Love stories generally build up to a romantic climax and then end, leaving us with the impression that the couple lived happily ever after. Sadly, the reality is rarely as rosy as this.

In the first flush of love nothing much matters beyond being together - no sacrifice is too great if it helps you spend more time with the person whose mere presence intoxicates you. But when the intoxication starts to wear off, as it does unfortunately, little misunderstandings start occuring, causing friction, irritation, long cold silences or angry rows and the rosy image of love can give way to a deep sense of disillusion.

Why is there this friction between men and women? John Gray thinks he knows the answer. The root cause of the problem, apparently, is that men and women don't understand just how different they are emotionally. Men and women respond to problems in very different ways and consequently have very different emotional needs. When people insist on their own needs and fail to properly appreciate the needs of their partners there is bound to be friction.

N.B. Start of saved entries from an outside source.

//! Remote function invocation.
//!
//! # Data Flow
//! ```text
//! RoutingDecision::Dispatch { function_id, params }
//!     → FunctionRequest (method, path, query, filtered headers, params, body)
//!     → FunctionInvoker::invoke (http.rs: JSON event over HTTP)
//!     → FunctionResponse (status, headers, body) relayed verbatim
//! ```
//!
//! # Design Decisions
//! - The invoker is a trait so the router can be driven without a network
//! - No retries: a failed invocation maps straight to 502 or 504
//! - Credential-bearing headers never leave the edge

pub mod http;

use std::time::Duration;

use async_trait::async_trait;
use axum::http::{HeaderMap, Method, StatusCode};
use bytes::Bytes;
use thiserror::Error;

use crate::rules::PathParams;

pub use self::http::HttpFunctionInvoker;

/// Why an invocation produced no relayable response.
#[derive(Debug, Error)]
pub enum DispatchError {
    #[error("function invocation timed out after {0:?}")]
    Timeout(Duration),

    #[error("function transport error: {0}")]
    Transport(String),

    #[error("function endpoint answered {status}")]
    Remote { status: StatusCode },

    #[error("function returned an invalid payload: {0}")]
    InvalidResponse(String),
}

impl DispatchError {
    /// Status returned to the client.
    pub fn status(&self) -> StatusCode {
        match self {
            Self::Timeout(_) => StatusCode::GATEWAY_TIMEOUT,
            _ => StatusCode::BAD_GATEWAY,
        }
    }

    /// Label for `edge_function_invocations_total`.
    pub fn outcome(&self) -> &'static str {
        match self {
            Self::Timeout(_) => "timeout",
            Self::Transport(_) => "transport_error",
            Self::Remote { .. } => "remote_error",
            Self::InvalidResponse(_) => "invalid_response",
        }
    }
}

/// The original request, as handed to a function.
#[derive(Debug, Clone)]
pub struct FunctionRequest {
    pub method: Method,
    pub path: String,
    pub query: Option<String>,
    pub headers: HeaderMap,
    pub path_parameters: PathParams,
    pub body: Bytes,
}

/// What a function answered.
#[derive(Debug, Clone)]
pub struct FunctionResponse {
    pub status: StatusCode,
    pub headers: HeaderMap,
    pub body: Bytes,
}

#[async_trait]
pub trait FunctionInvoker: Send + Sync + std::fmt::Debug {
    async fn invoke(
        &self,
        function_id: &str,
        request: FunctionRequest,
    ) -> Result<FunctionResponse, DispatchError>;
}

/// Header names that carry credentials (`Authorization`, `X-Auth-Token`, ...).
pub fn is_credential_header(name: &str) -> bool {
    let name = name.to_ascii_lowercase();
    name.contains("auth") || name.contains("token")
}

/// Remove every credential-bearing header in place.
pub fn strip_credential_headers(headers: &mut HeaderMap) {
    let doomed: Vec<_> = headers
        .keys()
        .filter(|name| is_credential_header(name.as_str()))
        .cloned()
        .collect();
    for name in doomed {
        headers.remove(&name);
    }
}
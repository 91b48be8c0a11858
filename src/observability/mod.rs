//! Observability subsystem.
//!
//! # Data Flow
//! ```text
//! Router, rule loader, static fallback, function invoker:
//!     → logging.rs (structured log events, request ID in every span)
//!     → metrics.rs (decision counters, latency histogram, load gauges)
//!
//! Consumers:
//!     → stdout (pretty or JSON lines)
//!     → Prometheus scrape endpoint (when enabled)
//! ```
//!
//! # Design Decisions
//! - Structured logging (JSON) for machine parsing
//! - Request ID flows from the HTTP layer into every decision log
//! - Metric calls are no-ops until a recorder is installed

pub mod logging;
pub mod metrics;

Women, typically, deal with problems and stresses by talking about how they feel. A woman may easily feel overwhelmed and by talking she will find relief and feel less upset. There is no need necessarily to deal with the practicalities of the problem - they are of secondary significance. What really matters is expressing herself, exploring her emotions and getting the support from a loving relationship in which she feels that she is understood.

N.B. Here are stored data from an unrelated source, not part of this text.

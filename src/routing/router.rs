//! The routing orchestrator.
//!
//! # Responsibilities
//! - Decode the request path once; every layer matches the decoded form
//! - Apply the rule layers in fixed order: auth, redirect, dispatch
//! - Fall back to the static site when no layer claims the path
//! - Decorate every response (CSP, cache advice) and record metrics
//!
//! # Design Decisions
//! - Immutable after construction (thread-safe without locks)
//! - The first layer that claims a path ends the scan
//! - Request-time failures become status codes; nothing here panics
//! - CORS, including the OPTIONS short-circuit, is handled by the server's
//!   middleware before a request gets here

use std::sync::Arc;
use std::time::Instant;

use axum::{
    body::Body,
    http::{request::Parts, Method, Request, StatusCode},
    response::Response,
};

use crate::config::EdgeConfig;
use crate::functions::{FunctionInvoker, FunctionRequest};
use crate::http::middleware::AllowedOrigins;
use crate::http::request::{decode_path, request_id};
use crate::http::response;
use crate::observability::metrics;
use crate::routing::decision::RoutingDecision;
use crate::routing::static_files::{
    subroutes_from_config, StaticOutcome, StaticRequest, StaticSite, Subroute,
};
use crate::rules::{load_rule_set, LoadReport, PathParams, RuleSet};
use crate::security::basic::Credentials;
use crate::security::headers::ResponseHeaderPolicy;
use crate::storage::ObjectStore;

/// One consistent routing snapshot: config, rules and collaborators.
#[derive(Debug)]
pub struct EdgeRouter {
    config: Arc<EdgeConfig>,
    rules: RuleSet,
    store: Arc<dyn ObjectStore>,
    invoker: Arc<dyn FunctionInvoker>,
    site: StaticSite,
    origins: AllowedOrigins,
    header_policy: ResponseHeaderPolicy,
}

impl EdgeRouter {
    pub fn new(
        config: Arc<EdgeConfig>,
        rules: RuleSet,
        store: Arc<dyn ObjectStore>,
        invoker: Arc<dyn FunctionInvoker>,
    ) -> Self {
        let subroutes = subroutes_from_config(&config).unwrap_or_else(|e| {
            tracing::error!(error = %e, "Sub-route stores unavailable, serving only the main site");
            Vec::new()
        });

        Self {
            site: StaticSite::new(store.clone(), subroutes, &config),
            origins: AllowedOrigins::from_config(&config.cors),
            header_policy: ResponseHeaderPolicy::from_config(&config.headers),
            config,
            rules,
            store,
            invoker,
        }
    }

    /// Fetch the control documents and build a router over them.
    pub async fn load(
        config: Arc<EdgeConfig>,
        store: Arc<dyn ObjectStore>,
        invoker: Arc<dyn FunctionInvoker>,
    ) -> (Self, LoadReport) {
        let (rules, report) = load_rule_set(store.as_ref(), &config, None).await;
        (Self::new(config, rules, store, invoker), report)
    }

    /// Like `load`, but documents that cannot be fetched keep the rules
    /// `previous` had for them.
    pub async fn load_after(
        previous: &EdgeRouter,
        config: Arc<EdgeConfig>,
        store: Arc<dyn ObjectStore>,
        invoker: Arc<dyn FunctionInvoker>,
    ) -> (Self, LoadReport) {
        let (rules, report) = load_rule_set(store.as_ref(), &config, Some(&previous.rules)).await;
        (Self::new(config, rules, store, invoker), report)
    }

    /// Serve sub-routes from these stores instead of the configured ones.
    pub fn with_subroutes(mut self, subroutes: Vec<Subroute>) -> Self {
        self.site = StaticSite::new(self.store.clone(), subroutes, &self.config);
        self
    }

    pub fn config(&self) -> &Arc<EdgeConfig> {
        &self.config
    }

    pub fn rules(&self) -> &RuleSet {
        &self.rules
    }

    pub fn store(&self) -> Arc<dyn ObjectStore> {
        self.store.clone()
    }

    pub fn invoker(&self) -> Arc<dyn FunctionInvoker> {
        self.invoker.clone()
    }

    pub fn subroutes(&self) -> &[Subroute] {
        self.site.subroutes()
    }

    pub fn origins(&self) -> &AllowedOrigins {
        &self.origins
    }

    /// Run the rule layers for `path`; `PassThrough` means static fallback.
    pub fn decide(&self, path: &str, credentials: Option<&Credentials>) -> RoutingDecision {
        let decision = self.rules.auth.authorize(path, credentials);
        if !decision.is_pass_through() {
            return decision;
        }

        let decision = self.rules.redirects.resolve(path);
        if !decision.is_pass_through() {
            return decision;
        }

        self.rules.functions.dispatch(path)
    }

    /// Answer one request.
    pub async fn handle(&self, request: Request<Body>) -> Response {
        let start = Instant::now();
        let (parts, body) = request.into_parts();
        let request_id = request_id(&parts.headers);

        let decoded = decode_path(parts.uri.path());
        let path = decoded.as_deref().unwrap_or_else(|_| parts.uri.path());

        let (kind, mut response) = if let Err(e) = &decoded {
            tracing::debug!(request_id, path, error = %e, "Refusing undecodable path");
            ("rejected", response::bad_request())
        } else {
            let credentials = Credentials::from_headers(&parts.headers);
            let decision = self.decide(path, credentials.as_ref());
            let kind = decision.kind();

            tracing::debug!(
                request_id,
                method = %parts.method,
                path,
                decision = kind,
                "Routing decision"
            );

            let response = match decision {
                RoutingDecision::Unauthorized { realm } => response::unauthorized(&realm),
                RoutingDecision::Redirect { target, status } => response::redirect(&target, status),
                RoutingDecision::Dispatch {
                    function_id,
                    params,
                } => self.dispatch(&function_id, params, path, &parts, body).await,
                RoutingDecision::PassThrough => self.serve_static(path, &parts).await,
            };
            (kind, response)
        };

        self.header_policy
            .apply(response.status(), response.headers_mut());

        if parts.method == Method::HEAD {
            *response.body_mut() = Body::empty();
        }

        metrics::record_request(kind, response.status().as_u16(), start);
        tracing::debug!(
            request_id,
            path,
            decision = kind,
            status = response.status().as_u16(),
            latency_ms = start.elapsed().as_millis() as u64,
            "Request completed"
        );

        response
    }

    async fn dispatch(
        &self,
        function_id: &str,
        params: PathParams,
        path: &str,
        parts: &Parts,
        body: Body,
    ) -> Response {
        let body = match axum::body::to_bytes(body, self.config.functions.max_body_bytes).await {
            Ok(body) => body,
            Err(e) => {
                tracing::warn!(function_id, error = %e, "Request body rejected");
                return response::payload_too_large();
            }
        };

        let request = FunctionRequest {
            method: parts.method.clone(),
            path: path.to_string(),
            query: parts.uri.query().map(str::to_string),
            headers: parts.headers.clone(),
            path_parameters: params,
            body,
        };

        match self.invoker.invoke(function_id, request).await {
            Ok(relayed) => {
                metrics::record_function_invocation("ok");
                response::relay(relayed)
            }
            Err(e) => {
                metrics::record_function_invocation(e.outcome());
                tracing::error!(
                    request_id = request_id(&parts.headers),
                    function_id,
                    error = %e,
                    "Function invocation failed"
                );
                response::dispatch_error(&e)
            }
        }
    }

    async fn serve_static(&self, path: &str, parts: &Parts) -> Response {
        let method = &parts.method;
        if method == Method::OPTIONS {
            return response::options(StatusCode::OK);
        }
        if method != Method::GET && method != Method::HEAD && method != Method::POST {
            return response::method_not_allowed();
        }

        let request = StaticRequest {
            path,
            query: parts.uri.query(),
            headers: &parts.headers,
        };

        match self.site.lookup(request, &self.rules.locales).await {
            StaticOutcome::Object(object) => response::object(StatusCode::OK, object),
            StaticOutcome::Redirect { target, status } => {
                response::redirect(&self.rules.redirects.absolutize(&target), status)
            }
            StaticOutcome::NotFound(page) => response::not_found(page),
            StaticOutcome::Failed(page) => {
                tracing::error!(path, "Object store failed");
                response::server_error(page)
            }
            StaticOutcome::TimedOut { elapsed, page } => {
                tracing::warn!(path, ?elapsed, "Object store timed out");
                response::store_timeout(page)
            }
        }
    }
}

Whereas women want to talk and talk about their problems, men withdraw into the caves of their mind to focus on solving the problem. A man's self-esteem is built on a sense of how competent he is, so he feels he must develop the skills to solve his problems on his own. Asking for help or idly expressing how terrible you feel is perceived as an admission of weakness and incompetence. Rather than looking for understanding, men want their partners to admire them for the way they achieve their goals.

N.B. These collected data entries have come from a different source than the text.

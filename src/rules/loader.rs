//! Control document loading.
//!
//! # Responsibilities
//! - Fetch the four control documents from the object store
//! - Parse them into ordered rule tables, one feature at a time
//! - Report what was loaded, missing, malformed or rejected
//!
//! # Design Decisions
//! - Documents are fetched concurrently, each under the storage deadline
//! - JSON object order is the table order; duplicate keys are kept until
//!   table insertion so the "last definition wins" case can be logged
//! - Loading never fails as a whole: the worst case is an empty `RuleSet`
//! - On reload, a document that cannot be fetched keeps its previous rules;
//!   missing or malformed documents still disable their feature

use std::fmt;
use std::time::Duration;

use bytes::Bytes;
use serde::de::{DeserializeOwned, MapAccess, Visitor};
use serde::{Deserialize, Deserializer};
use serde_json::Value;
use thiserror::Error;

use crate::config::{AuthConfig, EdgeConfig, RedirectConfig};
use crate::observability::metrics;
use crate::resilience::{with_timeout, TimedOut};
use crate::rules::auth::{AuthGate, AuthRule, AuthEntry};
use crate::rules::function::{FunctionDispatcher, FunctionRule};
use crate::rules::redirect::{RedirectResolver, RedirectRule, RedirectEntry, TargetHost};
use crate::rules::table::{Keyed, RuleTable};
use crate::rules::{RuleError, RuleSet};
use crate::storage::{ObjectStore, StorageError};

/// The control documents, by feature.
#[derive(Debug, Clone, Copy, PartialEq, Eq, Hash)]
pub enum DocumentKind {
    Authorizations,
    Redirects,
    Functions,
    Locales,
}

impl DocumentKind {
    pub fn as_str(&self) -> &'static str {
        match self {
            Self::Authorizations => "authorizations",
            Self::Redirects => "redirects",
            Self::Functions => "functions",
            Self::Locales => "locales",
        }
    }
}

impl fmt::Display for DocumentKind {
    fn fmt(&self, f: &mut fmt::Formatter<'_>) -> fmt::Result {
        f.write_str(self.as_str())
    }
}

/// A control document that could not be used at all.
#[derive(Debug, Error)]
pub enum ControlDocumentError {
    #[error("failed to fetch '{key}': {source}")]
    Fetch {
        key: String,
        #[source]
        source: StorageError,
    },

    #[error("malformed control document '{key}': {source}")]
    Malformed {
        key: String,
        #[source]
        source: serde_json::Error,
    },
}

/// Outcome of one load, per feature.
#[derive(Debug, Default)]
pub struct LoadReport {
    /// Documents that were parsed, with the number of rules kept.
    pub loaded: Vec<(DocumentKind, usize)>,
    /// Documents that do not exist (feature disabled).
    pub missing: Vec<DocumentKind>,
    /// Documents that were unreadable or malformed (feature disabled).
    pub failures: Vec<(DocumentKind, ControlDocumentError)>,
    /// Individual entries skipped inside otherwise valid documents.
    pub rejected: Vec<(DocumentKind, RuleError)>,
    /// Unreachable documents whose previous rules stayed in force.
    pub retained: Vec<DocumentKind>,
}

impl LoadReport {
    pub fn is_clean(&self) -> bool {
        self.failures.is_empty() && self.rejected.is_empty()
    }

    pub fn failed(&self, kind: DocumentKind) -> bool {
        self.failures.iter().any(|(k, _)| *k == kind)
    }

    pub fn loaded_count(&self, kind: DocumentKind) -> Option<usize> {
        self.loaded.iter().find(|(k, _)| *k == kind).map(|(_, n)| *n)
    }

    pub fn retained(&self, kind: DocumentKind) -> bool {
        self.retained.contains(&kind)
    }

    fn fetch_failed(&self, kind: DocumentKind) -> bool {
        self.failures
            .iter()
            .any(|(k, e)| *k == kind && matches!(e, ControlDocumentError::Fetch { .. }))
    }

    /// Fresh rules when the document loaded; the previous ones when it could
    /// not be fetched; otherwise nothing.
    fn carry_over<T: Clone + Default>(
        &mut self,
        kind: DocumentKind,
        fresh: Option<T>,
        previous: Option<&T>,
    ) -> T {
        match (fresh, previous) {
            (Some(fresh), _) => fresh,
            (None, Some(previous)) if self.fetch_failed(kind) => {
                tracing::warn!(document = %kind, "Control document unreachable, keeping previous rules");
                self.retained.push(kind);
                previous.clone()
            }
            _ => T::default(),
        }
    }

    fn ingest<T>(
        &mut self,
        kind: DocumentKind,
        key: &str,
        fetched: Result<Option<Bytes>, ControlDocumentError>,
        parse: impl FnOnce(&[u8]) -> Result<Parsed<T>, serde_json::Error>,
    ) -> Option<T> {
        let bytes = match fetched {
            Ok(Some(bytes)) => bytes,
            Ok(None) => {
                tracing::info!(document = %kind, key, "Control document not present, feature disabled");
                self.missing.push(kind);
                return None;
            }
            Err(error) => {
                tracing::error!(document = %kind, error = %error, "Control document unavailable, feature disabled");
                metrics::record_document_error(kind.as_str());
                self.failures.push((kind, error));
                return None;
            }
        };

        match parse(&bytes) {
            Ok(parsed) => {
                tracing::info!(document = %kind, key, rules = parsed.count, "Control document loaded");
                metrics::record_rules_loaded(kind.as_str(), parsed.count);
                self.loaded.push((kind, parsed.count));
                self.rejected
                    .extend(parsed.rejected.into_iter().map(|e| (kind, e)));
                Some(parsed.value)
            }
            Err(source) => {
                let error = ControlDocumentError::Malformed {
                    key: key.to_string(),
                    source,
                };
                tracing::error!(document = %kind, error = %error, "Control document malformed, feature disabled");
                metrics::record_document_error(kind.as_str());
                self.failures.push((kind, error));
                None
            }
        }
    }
}

/// A parsed document: the value, how many rules it holds, and what was skipped.
#[derive(Debug)]
pub struct Parsed<T> {
    pub value: T,
    pub count: usize,
    pub rejected: Vec<RuleError>,
}

/// Top-level JSON object entries in document order, duplicates included.
struct OrderedEntries(Vec<(String, Value)>);

impl<'de> Deserialize<'de> for OrderedEntries {
    fn deserialize<D: Deserializer<'de>>(deserializer: D) -> Result<Self, D::Error> {
        struct EntriesVisitor;

        impl<'de> Visitor<'de> for EntriesVisitor {
            type Value = OrderedEntries;

            fn expecting(&self, f: &mut fmt::Formatter<'_>) -> fmt::Result {
                f.write_str("a JSON object mapping paths to rules")
            }

            fn visit_map<A: MapAccess<'de>>(self, mut map: A) -> Result<Self::Value, A::Error> {
                let mut entries = Vec::with_capacity(map.size_hint().unwrap_or(0));
                while let Some(entry) = map.next_entry::<String, Value>()? {
                    entries.push(entry);
                }
                Ok(OrderedEntries(entries))
            }
        }

        deserializer.deserialize_map(EntriesVisitor)
    }
}

fn parse_table<T, S>(
    kind: DocumentKind,
    bytes: &[u8],
    build: impl Fn(&str, S) -> Result<T, RuleError>,
) -> Result<Parsed<RuleTable<T>>, serde_json::Error>
where
    T: Keyed,
    S: DeserializeOwned,
{
    let OrderedEntries(entries) = serde_json::from_slice(bytes)?;

    let mut table = RuleTable::new();
    let mut rejected = Vec::new();

    for (pattern, value) in entries {
        let rule = serde_json::from_value::<S>(value)
            .map_err(|source| RuleError::Shape {
                pattern: pattern.clone(),
                source,
            })
            .and_then(|entry| build(&pattern, entry));

        match rule {
            Ok(rule) => {
                if table.insert(rule).is_some() {
                    tracing::warn!(document = %kind, pattern = %pattern, "Duplicate rule, last definition wins");
                }
            }
            Err(error) => {
                tracing::warn!(document = %kind, error = %error, "Skipping invalid rule");
                rejected.push(error);
            }
        }
    }

    Ok(Parsed {
        count: table.len(),
        value: table,
        rejected,
    })
}

/// Parse `authorizations.json`.
pub fn parse_auth_rules(
    bytes: &[u8],
    config: &AuthConfig,
) -> Result<Parsed<RuleTable<AuthRule>>, serde_json::Error> {
    parse_table(DocumentKind::Authorizations, bytes, |pattern, entry: AuthEntry| {
        AuthRule::from_entry(pattern, entry, &config.default_realm)
    })
}

/// Parse `redirects.json`.
pub fn parse_redirect_rules(
    bytes: &[u8],
    config: &RedirectConfig,
) -> Result<Parsed<RuleTable<RedirectRule>>, serde_json::Error> {
    parse_table(DocumentKind::Redirects, bytes, |pattern, entry: RedirectEntry| {
        RedirectRule::from_entry(pattern, entry, config)
    })
}

/// Parse the function-dispatch document (`11ty-serverless.json`).
pub fn parse_function_rules(bytes: &[u8]) -> Result<Parsed<RuleTable<FunctionRule>>, serde_json::Error> {
    parse_table(DocumentKind::Functions, bytes, |template, function_id: String| {
        FunctionRule::new(template, function_id)
    })
}

#[derive(Deserialize)]
#[serde(untagged)]
enum LocaleDocument {
    List(Vec<String>),
    Single(String),
}

/// Parse `locales.json`: a list of prefixes (or one bare string).
pub fn parse_locales(bytes: &[u8]) -> Result<Parsed<Vec<String>>, serde_json::Error> {
    let raw = match serde_json::from_slice::<LocaleDocument>(bytes)? {
        LocaleDocument::List(list) => list,
        LocaleDocument::Single(single) => vec![single],
    };

    let mut locales: Vec<String> = Vec::with_capacity(raw.len());
    for locale in raw {
        let locale = locale.trim().trim_matches('/');
        if !locale.is_empty() && !locales.iter().any(|l| l == locale) {
            locales.push(locale.to_string());
        }
    }

    Ok(Parsed {
        count: locales.len(),
        value: locales,
        rejected: Vec::new(),
    })
}

async fn fetch_document(
    store: &dyn ObjectStore,
    key: &str,
    deadline: Duration,
) -> Result<Option<Bytes>, ControlDocumentError> {
    if key.is_empty() {
        return Ok(None);
    }

    match with_timeout(deadline, store.get(key)).await {
        Ok(Ok(object)) => Ok(Some(object.body)),
        Ok(Err(StorageError::NotFound(_))) => Ok(None),
        Ok(Err(source)) => Err(ControlDocumentError::Fetch {
            key: key.to_string(),
            source,
        }),
        Err(TimedOut(elapsed)) => Err(ControlDocumentError::Fetch {
            key: key.to_string(),
            source: StorageError::Timeout(elapsed),
        }),
    }
}

/// Fetch and parse every control document into a fresh `RuleSet`.
/// Fetch and parse every control document.
///
/// `previous` is the rule set in force, if any; its tables stand in for
/// documents that could not be fetched this time.
pub async fn load_rule_set(
    store: &dyn ObjectStore,
    config: &EdgeConfig,
    previous: Option<&RuleSet>,
) -> (RuleSet, LoadReport) {
    let deadline = Duration::from_secs(config.storage.fetch_timeout_secs);
    let keys = &config.control;

    let (auth_doc, redirect_doc, function_doc, locale_doc) = tokio::join!(
        fetch_document(store, &keys.authorizations, deadline),
        fetch_document(store, &keys.redirects, deadline),
        fetch_document(store, &keys.functions, deadline),
        fetch_document(store, &keys.locales, deadline),
    );

    let mut report = LoadReport::default();

    let auth_rules = report.ingest(DocumentKind::Authorizations, &keys.authorizations, auth_doc, |b| {
        parse_auth_rules(b, &config.auth)
    });
    let auth_rules = report.carry_over(
        DocumentKind::Authorizations,
        auth_rules,
        previous.map(|p| p.auth.rules()),
    );

    let redirect_rules = report.ingest(DocumentKind::Redirects, &keys.redirects, redirect_doc, |b| {
        parse_redirect_rules(b, &config.redirects)
    });
    let redirect_rules = report.carry_over(
        DocumentKind::Redirects,
        redirect_rules,
        previous.map(|p| p.redirects.rules()),
    );

    let function_rules =
        report.ingest(DocumentKind::Functions, &keys.functions, function_doc, parse_function_rules);
    let function_rules = report.carry_over(
        DocumentKind::Functions,
        function_rules,
        previous.map(|p| p.functions.rules()),
    );

    let locales = report.ingest(DocumentKind::Locales, &keys.locales, locale_doc, parse_locales);
    let locales = report.carry_over(DocumentKind::Locales, locales, previous.map(|p| &p.locales));

    let target_host = config.redirects.target_host.as_deref().and_then(|host| {
        TargetHost::parse(host)
            .map_err(|e| tracing::warn!(host, error = %e, "Ignoring invalid redirect target host"))
            .ok()
    });

    let rules = RuleSet {
        auth: AuthGate::new(auth_rules, &config.auth),
        redirects: RedirectResolver::new(redirect_rules, target_host),
        functions: FunctionDispatcher::new(function_rules),
        locales,
    };

    (rules, report)
}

To illustrate a typical lack of understanding Gray describes the following scenario: a man and a woman return home burdened by their respective problems - he has been sitting on the train or in his car silently trying to work out the problems of the day, but they seem insoluble and a guy like this, when he gets home, is likely to have a burning need to just sit in front of the telly or play a game just to take his mind off his problems and find a way to gradually relax. But just when he is trying to forget a confusing and problematic reality, his partner wants him to listen as she pours out all her problems, looking for support and understanding. If he has the energy, he may tolerate this just enough to work out what the main problem is, then he will bluntly suggest a solution before returning to the TV or the game. But the woman doesn't want solutions - she wants a kind ear and someone to embrace her. Each annoys the other: he with his silence and she with her continual moaning.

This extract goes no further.